“Andover’s got all the elements to be a really buzzing town centre.”

Those are the words of cabinet minister James Cleverly who paid a visit to the town on Friday morning.

The co-chairman of the Conservative party came to Andover for what he describes as “a mix of personal and professional” reasons.

He says as well as taking the opportunity to catch up with the leader of the borough council, and his long-time friend, Councillor Phil North, it was a chance for him “to talk through the plans” for Andover’s town centre.

Those plans include the creation of the new cultural quarter, the redevelopment of the Chantry Centre as well as the Town Mills rejuvenation project.

But Mr Cleverly says he sees plenty of potential in the area already.

“You’ve got these lovely Georgian buildings,” he said.

“And I can see that Andover’s got all the elements to be a really buzzing town centre.

“You’ve got some nice open space you’ve got a real opportunity to renew and refurbish the shopping centre, but the physical structure of the town has got some real opportunity.”

“I think with a bit of money – and the council’s putting its money where its mouth is – a bit of imagination and a bit of time I can see this really turning around.”

Mr Cleverly visited a number of local spots on his tour of the town, including businesses such as the Travelling Cupcake, David Mellor Jewellers and Coffee #1.

He also weighed in with his own words of advice after what has been a dramatic week in local politics.
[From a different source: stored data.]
//! UN/EDIFACT 5153: duty or tax or fee type name codes.

use serde::Serialize;

/// A duty, tax or fee type.
#[derive(Debug, Clone, Copy, PartialEq, Eq, Hash, Serialize)]
pub struct TaxType {
    /// Three-letter code (e.g. "VAT").
    pub code: &'static str,
    /// English name.
    pub name: &'static str,
}

impl TaxType {
    /// Value added tax.
    pub const VAT: Self = Self::new("VAT", "Value added tax");
    /// Goods and services tax.
    pub const GST: Self = Self::new("GST", "Goods and services tax");
    /// Customs duty.
    pub const CUSTOMS_DUTY: Self = Self::new("CUD", "Customs duty");
    /// Excise duty.
    pub const EXCISE_DUTY: Self = Self::new("EXC", "Excise duty");
    /// Environmental tax.
    pub const ENVIRONMENTAL: Self = Self::new("ENV", "Environmental tax");

    const fn new(code: &'static str, name: &'static str) -> Self {
        Self { code, name }
    }

    pub fn code(&self) -> &'static str {
        self.code
    }

    pub fn name(&self) -> &'static str {
        self.name
    }

    /// Same as [`tax_type`], by value.
    pub fn from_code(code: &str) -> Option<Self> {
        tax_type(code).copied()
    }
}

/// Look up a tax type by its 5153 code.
pub fn tax_type(code: &str) -> Option<&'static TaxType> {
    TAX_TYPES
        .binary_search_by(|t| t.code.cmp(code))
        .ok()
        .map(|idx| &TAX_TYPES[idx])
}

/// All known 5153 tax types in code order.
pub fn tax_types() -> &'static [TaxType] {
    TAX_TYPES
}

/// Sorted by code for binary search.
static TAX_TYPES: &[TaxType] = &[
    TaxType::new("AAA", "Petroleum tax"),
    TaxType::new("AAB", "Provisional countervailing duty cash"),
    TaxType::new("AAC", "Provisional countervailing duty bond"),
    TaxType::new("AAD", "Tobacco tax"),
    TaxType::new("AAE", "Energy fee"),
    TaxType::new("AAF", "Coffee tax"),
    TaxType::new("AAG", "Harmonised sales tax, Canadian"),
    TaxType::new("AAH", "Quebec sales tax"),
    TaxType::new("AAI", "Canadian provincial sales tax"),
    TaxType::new("AAJ", "Tax on replacement part"),
    TaxType::new("AAK", "Mineral oil tax"),
    TaxType::new("AAL", "Special tax"),
    TaxType::new("ADD", "Anti-dumping duty"),
    TaxType::new("BOL", "Stamp duty (Imposta di Bollo)"),
    TaxType::new("CAP", "Agricultural levy"),
    TaxType::new("CAR", "Car tax"),
    TaxType::new("COC", "Paper consortium tax"),
    TaxType::new("CST", "Commodity specific tax"),
    TaxType::CUSTOMS_DUTY,
    TaxType::new("CVD", "Countervailing duty"),
    TaxType::ENVIRONMENTAL,
    TaxType::EXCISE_DUTY,
    TaxType::new("EXP", "Agricultural export rebate"),
    TaxType::new("FET", "Federal excise tax"),
    TaxType::new("FRE", "Free"),
    TaxType::new("GCN", "General construction tax"),
    TaxType::GST,
    TaxType::new("ILL", "Illuminants tax"),
    TaxType::new("IMP", "Import tax"),
    TaxType::new("IND", "Individual tax"),
    TaxType::new("LAC", "Business license fee"),
    TaxType::new("LCN", "Local construction tax"),
    TaxType::new("LDP", "Light dues payable"),
    TaxType::new("LOC", "Local sales taxes"),
    TaxType::new("LST", "Lust tax"),
    TaxType::new("MCA", "Monetary compensatory amount"),
    TaxType::new("MCD", "Miscellaneous cash deposit"),
    TaxType::new("OTH", "Other taxes"),
    TaxType::new("PDB", "Provisional duty bond"),
    TaxType::new("PDC", "Provisional duty cash"),
    TaxType::new("PRF", "Preference duty"),
    TaxType::new("SCN", "Special construction tax"),
    TaxType::new("SSS", "Shifted social securities"),
    TaxType::new("STT", "State/provincial sales tax"),
    TaxType::new("SUP", "Suspended duty"),
    TaxType::new("SUR", "Surtax"),
    TaxType::new("SWT", "Shifted wage tax"),
    TaxType::new("TAC", "Alcohol mark tax"),
    TaxType::new("TOT", "Total"),
    TaxType::new("TOX", "Turnover tax"),
    TaxType::new("TTA", "Tonnage taxes"),
    TaxType::new("VAD", "Valuation deposit"),
    TaxType::VAT,
];

#[cfg(test)]
mod tests {
    use super::*;

    #[test]
    fn lookups() {
        assert_eq!(tax_type("VAT"), Some(&TaxType::VAT));
        assert_eq!(tax_type("GST").unwrap().name, "Goods and services tax");
        assert_eq!(tax_type("ADD").unwrap().name, "Anti-dumping duty");
        assert!(tax_type("vat").is_none());
        assert!(tax_type("XYZ").is_none());
        assert_eq!(TaxType::from_code("EXC"), Some(TaxType::EXCISE_DUTY));
        assert_eq!(TaxType::VAT.code(), "VAT");
    }

    #[test]
    fn list_is_sorted() {
        for window in tax_types().windows(2) {
            assert!(
                window[0].code < window[1].code,
                "tax types not sorted: {} >= {}",
                window[0].code,
                window[1].code
            );
        }
    }
}
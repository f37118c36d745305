//! ISBN-10 and ISBN-13 check digits.

use crate::core::checksum::gs1_check_digit;

/// Strip hyphens and whitespace and upper-case a trailing `x`.
pub fn normalize_isbn(isbn: &str) -> String {
    isbn.chars()
        .filter(|c| *c != '-' && !c.is_whitespace())
        .map(|c| c.to_ascii_uppercase())
        .collect()
}

/// ISBN-10 check character for nine data digits.
fn isbn10_check_char(data: &[u8]) -> char {
    let sum: u32 = data
        .iter()
        .enumerate()
        .map(|(i, b)| (u32::from(b - b'0') * (10 - i as u32)) % 11)
        .sum();
    match 11 - sum % 11 {
        10 => 'X',
        11 => '0',
        n => char::from(b'0' + n as u8),
    }
}

/// Validate an ISBN-10 (exactly ten characters, no separators).
pub fn is_valid_isbn10(isbn: &str) -> bool {
    let bytes = isbn.as_bytes();
    if bytes.len() != 10 || !bytes[..9].iter().all(u8::is_ascii_digit) {
        return false;
    }
    let last = bytes[9];
    if !last.is_ascii_digit() && last != b'X' {
        return false;
    }
    isbn10_check_char(&bytes[..9]) == char::from(last)
}

/// Validate an ISBN-13 (exactly thirteen digits, no separators).
pub fn is_valid_isbn13(isbn: &str) -> bool {
    let bytes = isbn.as_bytes();
    if bytes.len() != 13 || !bytes.iter().all(u8::is_ascii_digit) {
        return false;
    }
    gs1_check_digit(&isbn[..12]) == Some(bytes[12] - b'0')
}

/// Convert a valid ISBN-10 into its `978` ISBN-13 form.
///
/// Separators are ignored. Returns `None` for an invalid ISBN-10.
pub fn isbn10_to_isbn13(isbn10: &str) -> Option<String> {
    let normalized = normalize_isbn(isbn10);
    if !is_valid_isbn10(&normalized) {
        return None;
    }
    let data = format!("978{}", &normalized[..9]);
    let check = gs1_check_digit(&data)?;
    Some(format!("{data}{check}"))
}
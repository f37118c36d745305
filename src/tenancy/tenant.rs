//! Tenants and the business objects they own.

use chrono::{DateTime, Utc};
use serde::{Deserialize, Serialize};

use super::bookkeeping::Bookkeeping;
use crate::core::{Change, MasterDataError, set_if_changed};

/// Common surface of identifiable, bookkept objects.
pub trait BusinessObject {
    /// Stable type name such as `"tenant"`.
    fn object_type(&self) -> &str;

    fn id(&self) -> &str;

    fn bookkeeping(&self) -> &Bookkeeping;

    fn is_deleted(&self) -> bool {
        self.bookkeeping().is_deleted()
    }

    fn last_change_at(&self) -> DateTime<Utc> {
        self.bookkeeping().last_change_at()
    }
}

fn require_id(kind: &str, id: String) -> Result<String, MasterDataError> {
    if id.trim().is_empty() {
        return Err(MasterDataError::InvalidArgument(format!("{kind} id must not be empty")));
    }
    Ok(id)
}

/// An organisation owning a separate set of business data.
#[derive(Debug, Clone, PartialEq, Eq, Serialize, Deserialize)]
#[serde(try_from = "TenantData")]
pub struct Tenant {
    id: String,
    display_name: String,
    bookkeeping: Bookkeeping,
}

#[derive(Deserialize)]
struct TenantData {
    id: String,
    display_name: String,
    bookkeeping: Bookkeeping,
}

impl TryFrom<TenantData> for Tenant {
    type Error = MasterDataError;

    fn try_from(data: TenantData) -> Result<Self, Self::Error> {
        Ok(Self {
            id: require_id("tenant", data.id)?,
            display_name: data.display_name,
            bookkeeping: data.bookkeeping,
        })
    }
}

impl Tenant {
    pub fn new(
        id: impl Into<String>,
        display_name: impl Into<String>,
        at: DateTime<Utc>,
        by: impl Into<String>,
    ) -> Result<Self, MasterDataError> {
        Ok(Self {
            id: require_id("tenant", id.into())?,
            display_name: display_name.into(),
            bookkeeping: Bookkeeping::new(at, by),
        })
    }

    pub fn display_name(&self) -> &str {
        &self.display_name
    }

    /// Rename; a real change is recorded as a modification.
    pub fn set_display_name(
        &mut self,
        display_name: impl Into<String>,
        at: DateTime<Utc>,
        by: impl Into<String>,
    ) -> Change {
        let change = set_if_changed(&mut self.display_name, display_name.into());
        if change.is_changed() {
            self.bookkeeping.mark_modified(at, by);
        }
        change
    }

    pub fn bookkeeping_mut(&mut self) -> &mut Bookkeeping {
        &mut self.bookkeeping
    }
}

impl BusinessObject for Tenant {
    fn object_type(&self) -> &str {
        "tenant"
    }

    fn id(&self) -> &str {
        &self.id
    }

    fn bookkeeping(&self) -> &Bookkeeping {
        &self.bookkeeping
    }
}

/// Any payload owned by exactly one tenant.
#[derive(Debug, Clone, PartialEq, Eq, Serialize, Deserialize)]
#[serde(
    try_from = "TenantObjectData<T>",
    bound(deserialize = "T: Deserialize<'de>")
)]
pub struct TenantObject<T> {
    tenant_id: String,
    object_type: String,
    id: String,
    data: T,
    bookkeeping: Bookkeeping,
}

#[derive(Deserialize)]
struct TenantObjectData<T> {
    tenant_id: String,
    object_type: String,
    id: String,
    data: T,
    bookkeeping: Bookkeeping,
}

impl<T> TryFrom<TenantObjectData<T>> for TenantObject<T> {
    type Error = MasterDataError;

    fn try_from(raw: TenantObjectData<T>) -> Result<Self, Self::Error> {
        Ok(Self {
            tenant_id: require_id("tenant", raw.tenant_id)?,
            object_type: raw.object_type,
            id: require_id("object", raw.id)?,
            data: raw.data,
            bookkeeping: raw.bookkeeping,
        })
    }
}

impl<T> TenantObject<T> {
    pub fn new(
        tenant: &Tenant,
        object_type: impl Into<String>,
        id: impl Into<String>,
        data: T,
        at: DateTime<Utc>,
        by: impl Into<String>,
    ) -> Result<Self, MasterDataError> {
        Ok(Self {
            tenant_id: tenant.id.clone(),
            object_type: object_type.into(),
            id: require_id("object", id.into())?,
            data,
            bookkeeping: Bookkeeping::new(at, by),
        })
    }

    pub fn tenant_id(&self) -> &str {
        &self.tenant_id
    }

    pub fn belongs_to(&self, tenant: &Tenant) -> bool {
        self.tenant_id == tenant.id
    }

    pub fn data(&self) -> &T {
        &self.data
    }

    pub fn bookkeeping_mut(&mut self) -> &mut Bookkeeping {
        &mut self.bookkeeping
    }

    /// Replace the payload; a real change is recorded as a modification.
    pub fn set_data(&mut self, data: T, at: DateTime<Utc>, by: impl Into<String>) -> Change
    where
        T: PartialEq,
    {
        let change = set_if_changed(&mut self.data, data);
        if change.is_changed() {
            self.bookkeeping.mark_modified(at, by);
        }
        change
    }
}

impl<T> BusinessObject for TenantObject<T> {
    fn object_type(&self) -> &str {
        &self.object_type
    }

    fn id(&self) -> &str {
        &self.id
    }

    fn bookkeeping(&self) -> &Bookkeeping {
        &self.bookkeeping
    }
}
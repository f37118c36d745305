#![cfg(feature = "tenancy")]

use chrono::{DateTime, TimeZone, Utc};
use masterdata::Change;
use masterdata::tenancy::*;

fn at(day: u32, hour: u32) -> DateTime<Utc> {
    Utc.with_ymd_and_hms(2024, 5, day, hour, 0, 0).unwrap()
}

#[derive(Debug, Clone, PartialEq)]
struct Customer {
    name: String,
    email: EmailAddress,
}

// ---------------------------------------------------------------------------
// Bookkeeping
// ---------------------------------------------------------------------------

#[test]
fn delete_undelete_cycle() {
    let mut bk = Bookkeeping::new(at(1, 8), "alice");
    assert_eq!(bk.last_change_at(), at(1, 8));
    assert_eq!(bk.mark_undeleted(at(2, 8), "bob"), Change::Unchanged);

    assert_eq!(bk.mark_deleted(at(3, 8), "bob"), Change::Changed);
    assert_eq!(bk.mark_deleted(at(4, 8), "carol"), Change::Unchanged);
    assert_eq!(bk.deleted().unwrap().by, "bob");
    assert!(!bk.is_deleted_at(at(3, 7)));
    assert!(bk.is_deleted_at(at(3, 8)));

    assert_eq!(bk.mark_undeleted(at(5, 8), "carol"), Change::Changed);
    assert!(!bk.is_deleted());
    assert_eq!(bk.last_modified().unwrap().by, "carol");
    assert_eq!(bk.last_change_at(), at(5, 8));
    assert_eq!(bk.created(), &Stamp::new(at(1, 8), "alice"));
}

#[test]
fn bookkeeping_timestamps_are_utc() {
    let mut bk = Bookkeeping::new(at(1, 8), "alice");
    bk.mark_deleted(at(2, 9), "bob");
    let json = serde_json::to_string(&bk).unwrap();
    assert!(json.contains(r#""at":"2024-05-01T08:00:00Z""#), "{json}");
    let back: Bookkeeping = serde_json::from_str(&json).unwrap();
    assert_eq!(back, bk);
}

// ---------------------------------------------------------------------------
// Tenants and tenant objects
// ---------------------------------------------------------------------------

#[test]
fn objects_track_changes_through_the_trait() {
    let tenant = Tenant::new("acme", "ACME GmbH", at(1, 8), "admin").unwrap();
    let customer = Customer {
        name: "Muster KG".into(),
        email: EmailAddress::new("office@muster.at", ContactKind::Business),
    };
    let mut obj =
        TenantObject::new(&tenant, "customer", "c-1", customer.clone(), at(1, 9), "alice").unwrap();

    let objects: Vec<&dyn BusinessObject> = vec![&tenant, &obj];
    let types: Vec<&str> = objects.iter().map(|o| o.object_type()).collect();
    assert_eq!(types, ["tenant", "customer"]);

    assert_eq!(obj.set_data(customer.clone(), at(2, 9), "bob"), Change::Unchanged);
    let renamed = Customer {
        name: "Muster & Co KG".into(),
        ..customer
    };
    assert_eq!(obj.set_data(renamed, at(2, 9), "bob"), Change::Changed);
    assert_eq!(obj.last_change_at(), at(2, 9));
    assert_eq!(obj.tenant_id(), "acme");
    assert_eq!(obj.data().name, "Muster & Co KG");
}

#[test]
fn empty_object_id_rejected() {
    let tenant = Tenant::new("acme", "ACME", at(1, 8), "admin").unwrap();
    assert!(TenantObject::new(&tenant, "customer", "", (), at(1, 9), "alice").is_err());
    assert!(Tenant::new("", "ACME", at(1, 8), "admin").is_err());
}

#[test]
fn deserialized_tenants_keep_their_id() {
    let tenant = Tenant::new("acme", "ACME", at(1, 8), "admin").unwrap();
    let json = serde_json::to_string(&tenant).unwrap();
    assert_eq!(serde_json::from_str::<Tenant>(&json).unwrap(), tenant);

    let blank = json.replace(r#""id":"acme""#, r#""id":" ""#);
    assert!(serde_json::from_str::<Tenant>(&blank).is_err());

    let obj = TenantObject::new(&tenant, "note", "n-1", 42u32, at(1, 9), "alice").unwrap();
    let json = serde_json::to_string(&obj).unwrap();
    assert_eq!(serde_json::from_str::<TenantObject<u32>>(&json).unwrap(), obj);
    let blank = json.replace(r#""id":"n-1""#, r#""id":"""#);
    assert!(serde_json::from_str::<TenantObject<u32>>(&blank).is_err());
}

// ---------------------------------------------------------------------------
// Contact value objects
// ---------------------------------------------------------------------------

#[test]
fn email_display_and_validation() {
    let mut email = EmailAddress::new("max.muster@example.at", ContactKind::Private);
    assert!(email.is_valid());
    email.set_personal_name(Some("Max Muster"));
    insta::assert_snapshot!(email.to_string(), @"Max Muster <max.muster@example.at>");

    assert_eq!(email.set_address("not-an-address"), Change::Changed);
    let err = email.validate().unwrap_err();
    assert_eq!(err.field, "email_address");
    assert_eq!(err.code.as_deref(), Some("email_address.invalid"));
}

#[test]
fn telephone_number_formatting() {
    let mut phone = TelephoneNumber::new(ContactKind::Mobile, "+49", "30", "1234567");
    assert_eq!(phone.country_code(), "49");
    assert_eq!(phone.set_country_code("+49"), Change::Unchanged);
    assert_eq!(phone.set_country_code("43"), Change::Changed);
    assert_eq!(phone.set_country_code("+49"), Change::Changed);
    phone.set_direct_dial("0");
    insta::assert_snapshot!(phone.as_string(), @"+49 30 1234567-0");
    assert_eq!(phone.kind(), ContactKind::Mobile);
}
//! Postal code format patterns such as `NNNN` or `CCNNN`.

use std::fmt;

use regex::Regex;

use crate::core::MasterDataError;

/// One position of a postal code format.
#[derive(Debug, Clone, Copy, PartialEq, Eq)]
pub enum PostalCodeToken {
    /// `N`: any ASCII digit.
    Digit,
    /// `A`: any ASCII letter.
    Letter,
    /// Fixed character: separators, fixed digits and `C` (the country code
    /// characters, in order).
    Literal(char),
}

/// A postal code layout such as `NNNN`, `NN-NNN` or `CCNNN`, compiled to an
/// anchored regular expression.
#[derive(Debug, Clone)]
pub struct PostalCodeFormat {
    country: String,
    format: String,
    tokens: Vec<PostalCodeToken>,
    regex: Regex,
}

impl PostalCodeFormat {
    /// Parse a format string for the given ISO country code.
    pub fn parse(country: &str, format: &str) -> Result<Self, MasterDataError> {
        if format.is_empty() {
            return Err(MasterDataError::InvalidArgument(format!(
                "empty postal code format for {country}"
            )));
        }
        let iso: Vec<char> = country.chars().collect();
        let mut country_pos = 0;
        let mut tokens = Vec::with_capacity(format.len());
        let mut pattern = String::from("^");

        for c in format.chars() {
            let token = match c {
                'N' => PostalCodeToken::Digit,
                'A' => PostalCodeToken::Letter,
                'C' => {
                    let Some(&iso_char) = iso.get(country_pos) else {
                        return Err(MasterDataError::InvalidArgument(format!(
                            "format '{format}' uses more country characters than '{country}' has"
                        )));
                    };
                    country_pos += 1;
                    PostalCodeToken::Literal(iso_char)
                }
                other => PostalCodeToken::Literal(other),
            };
            match token {
                PostalCodeToken::Digit => pattern.push_str("[0-9]"),
                PostalCodeToken::Letter => pattern.push_str("[A-Z]"),
                PostalCodeToken::Literal(ch) => pattern.push_str(&regex::escape(&ch.to_string())),
            }
            tokens.push(token);
        }
        pattern.push('$');

        let regex = Regex::new(&pattern).map_err(|e| {
            MasterDataError::InvalidArgument(format!("postal code format '{format}': {e}"))
        })?;
        Ok(Self {
            country: country.to_string(),
            format: format.to_string(),
            tokens,
            regex,
        })
    }

    pub fn country(&self) -> &str {
        &self.country
    }

    /// The format string as declared.
    pub fn format(&self) -> &str {
        &self.format
    }

    pub fn tokens(&self) -> &[PostalCodeToken] {
        &self.tokens
    }

    /// Whether an already normalized (trimmed, upper-case) code matches.
    pub fn is_valid(&self, code: &str) -> bool {
        self.regex.is_match(code)
    }

    /// A sample code: digits count up from 1, letters from `A`.
    pub fn example(&self) -> String {
        let mut digit = 0u8;
        let mut letter = 0u8;
        self.tokens
            .iter()
            .map(|token| match *token {
                PostalCodeToken::Digit => {
                    digit = (digit + 1) % 10;
                    char::from(b'0' + digit)
                }
                PostalCodeToken::Letter => {
                    let c = char::from(b'A' + letter);
                    letter = (letter + 1) % 26;
                    c
                }
                PostalCodeToken::Literal(c) => c,
            })
            .collect()
    }
}

impl fmt::Display for PostalCodeFormat {
    fn fmt(&self, f: &mut fmt::Formatter<'_>) -> fmt::Result {
        f.write_str(&self.format)
    }
}

#[cfg(test)]
mod tests {
    use super::*;

    #[test]
    fn digits_only() {
        let f = PostalCodeFormat::parse("AT", "NNNN").unwrap();
        assert!(f.is_valid("1010"));
        assert!(!f.is_valid("101"));
        assert!(!f.is_valid("10100"));
        assert!(!f.is_valid("A010"));
        assert_eq!(f.example(), "1234");
    }

    #[test]
    fn separators_are_literal() {
        let f = PostalCodeFormat::parse("PL", "NN-NNN").unwrap();
        assert!(f.is_valid("00-950"));
        assert!(!f.is_valid("00950"));
        assert!(!f.is_valid("00.950"));
        assert_eq!(f.example(), "12-345");
    }

    #[test]
    fn country_code_characters() {
        let f = PostalCodeFormat::parse("AD", "CCNNN").unwrap();
        assert!(f.is_valid("AD100"));
        assert!(!f.is_valid("AT100"));
        assert_eq!(f.example(), "AD123");
        assert!(PostalCodeFormat::parse("AD", "CCCNN").is_err());
    }

    #[test]
    fn letters() {
        let f = PostalCodeFormat::parse("CA", "ANA NAN").unwrap();
        assert!(f.is_valid("K1A 0B1"));
        assert!(!f.is_valid("K1A0B1"));
        assert_eq!(f.example(), "A1B 2C3");
    }

    #[test]
    fn regex_metacharacters_are_escaped() {
        let f = PostalCodeFormat::parse("XX", "N.N").unwrap();
        assert!(f.is_valid("1.2"));
        assert!(!f.is_valid("1x2"));
    }

    #[test]
    fn empty_format_rejected() {
        assert!(PostalCodeFormat::parse("AT", "").is_err());
    }
}
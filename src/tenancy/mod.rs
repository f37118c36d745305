//! Tenants, tenant-owned business objects and contact value objects.
//!
//! Every object carries [`Bookkeeping`] (created, last modified, logically
//! deleted). Setters report whether they changed anything through
//! [`Change`](crate::core::Change) so callers know when to persist.

mod bookkeeping;
mod contact;
mod tenant;

pub use bookkeeping::{Bookkeeping, Stamp};
pub use contact::{ContactKind, EmailAddress, TelephoneNumber};
pub use tenant::{BusinessObject, Tenant, TenantObject};
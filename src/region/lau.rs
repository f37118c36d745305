//! LAU (Local Administrative Units) mapped to NUTS 3 regions.

use std::collections::BTreeMap;

use serde::Serialize;

use crate::core::MasterDataError;
use crate::core::xml::for_each_element;

use super::nuts::{MAX_NUTS_LEVEL, NutsRegistry};

const BUNDLED_XML: &str = include_str!("data/lau.xml");

/// A local administrative unit (municipality) and its NUTS 3 region.
#[derive(Debug, Clone, PartialEq, Eq, Serialize)]
pub struct LauItem {
    pub id: String,
    pub nuts_code: String,
    pub display_name: String,
}

impl LauItem {
    pub fn country_code(&self) -> &str {
        self.nuts_code.get(..2).unwrap_or_default()
    }
}

/// Local administrative units keyed by their national code.
#[derive(Debug, Clone, Default)]
pub struct LauRegistry {
    items: BTreeMap<String, LauItem>,
}

impl LauRegistry {
    /// The LAU items shipped with this crate.
    pub fn bundled() -> Result<Self, MasterDataError> {
        Self::from_xml(BUNDLED_XML)
    }

    /// Read `<lau><item id=".." nuts=".." name=".."/>...</lau>`.
    pub fn from_xml(xml: &str) -> Result<Self, MasterDataError> {
        let mut registry = Self::default();
        for_each_element(xml, |ancestors, el| {
            match el.name.as_str() {
                "item" => registry.insert(LauItem {
                    id: el.required_attr("id")?.to_string(),
                    nuts_code: el.required_attr("nuts")?.to_string(),
                    display_name: el.required_attr("name")?.to_string(),
                })?,
                "lau" if ancestors.is_empty() => {}
                other => tracing::warn!(element = other, "skipping unknown LAU element"),
            }
            Ok(())
        })?;
        tracing::debug!(items = registry.len(), "loaded LAU items");
        Ok(registry)
    }

    /// Like [`Self::from_xml`], additionally requiring every item to point
    /// at a NUTS 3 region present in `nuts`.
    pub fn from_xml_checked(xml: &str, nuts: &NutsRegistry) -> Result<Self, MasterDataError> {
        let registry = Self::from_xml(xml)?;
        registry.check_against(nuts)?;
        Ok(registry)
    }

    /// Verify that every item refers to a known NUTS 3 region.
    pub fn check_against(&self, nuts: &NutsRegistry) -> Result<(), MasterDataError> {
        for item in self.items.values() {
            match nuts.get(&item.nuts_code) {
                Some(region) if region.level() == MAX_NUTS_LEVEL => {}
                Some(_) => {
                    return Err(MasterDataError::InvalidArgument(format!(
                        "LAU '{}' refers to '{}', which is not a NUTS 3 region",
                        item.id, item.nuts_code
                    )));
                }
                None => {
                    return Err(MasterDataError::InvalidArgument(format!(
                        "LAU '{}' refers to unknown NUTS code '{}'",
                        item.id, item.nuts_code
                    )));
                }
            }
        }
        Ok(())
    }

    pub fn insert(&mut self, item: LauItem) -> Result<(), MasterDataError> {
        if item.id.is_empty() {
            return Err(MasterDataError::InvalidArgument("empty LAU code".into()));
        }
        if self.items.contains_key(&item.id) {
            return Err(MasterDataError::DuplicateKey {
                registry: "LAU",
                key: item.id,
            });
        }
        self.items.insert(item.id.clone(), item);
        Ok(())
    }

    pub fn get(&self, id: &str) -> Option<&LauItem> {
        self.items.get(id)
    }

    /// Units located in the region `nuts_prefix` at any NUTS level.
    pub fn items_in_nuts<'a>(&'a self, nuts_prefix: &'a str) -> impl Iterator<Item = &'a LauItem> + 'a {
        self.items
            .values()
            .filter(move |item| item.nuts_code.starts_with(nuts_prefix))
    }

    pub fn iter(&self) -> impl Iterator<Item = &LauItem> {
        self.items.values()
    }

    pub fn len(&self) -> usize {
        self.items.len()
    }

    pub fn is_empty(&self) -> bool {
        self.items.is_empty()
    }
}
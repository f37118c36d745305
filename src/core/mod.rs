//! Shared code tables, check-digit arithmetic and error types.
//!
//! Every other module builds on the ISO country and currency tables and on
//! the error types defined here.

mod change;
pub mod checksum;
pub mod countries;
pub mod currencies;
mod error;
pub mod units;
#[cfg(any(feature = "postal", feature = "region"))]
pub mod xml;

pub use change::*;
pub use countries::{is_eu_member_state, is_known_country_code};
pub use currencies::{Currency, currency, is_known_currency_code, round_to_currency};
pub use error::*;
pub use units::{Unit, UnitSector, is_known_unit_code};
Mr Cleverly echoed Cllr North's comments in which the leader of the council urged "bickering" town councillors to work together.

He added: “I’m not aware of the details so I can’t comment on the specific details, but in general I think politicians at whatever level are at their most effective when the look to provide solutions and make a difference rather than rowing about allocating blame.

“And we see this at the national level at the moment where we’ve got an opportunity now to move on from the rows that we’ve seen in Westminster for the last three years and start really delivering for British people.

“So my only observation is that those rules apply pretty much at every level of politics. Focus on the future, focus on delivering for your local people.”

He added: “If politicians at all levels – parish, local council, national politics –if we stay focused on the priorities of the people we serve, you won’t go far wrong.”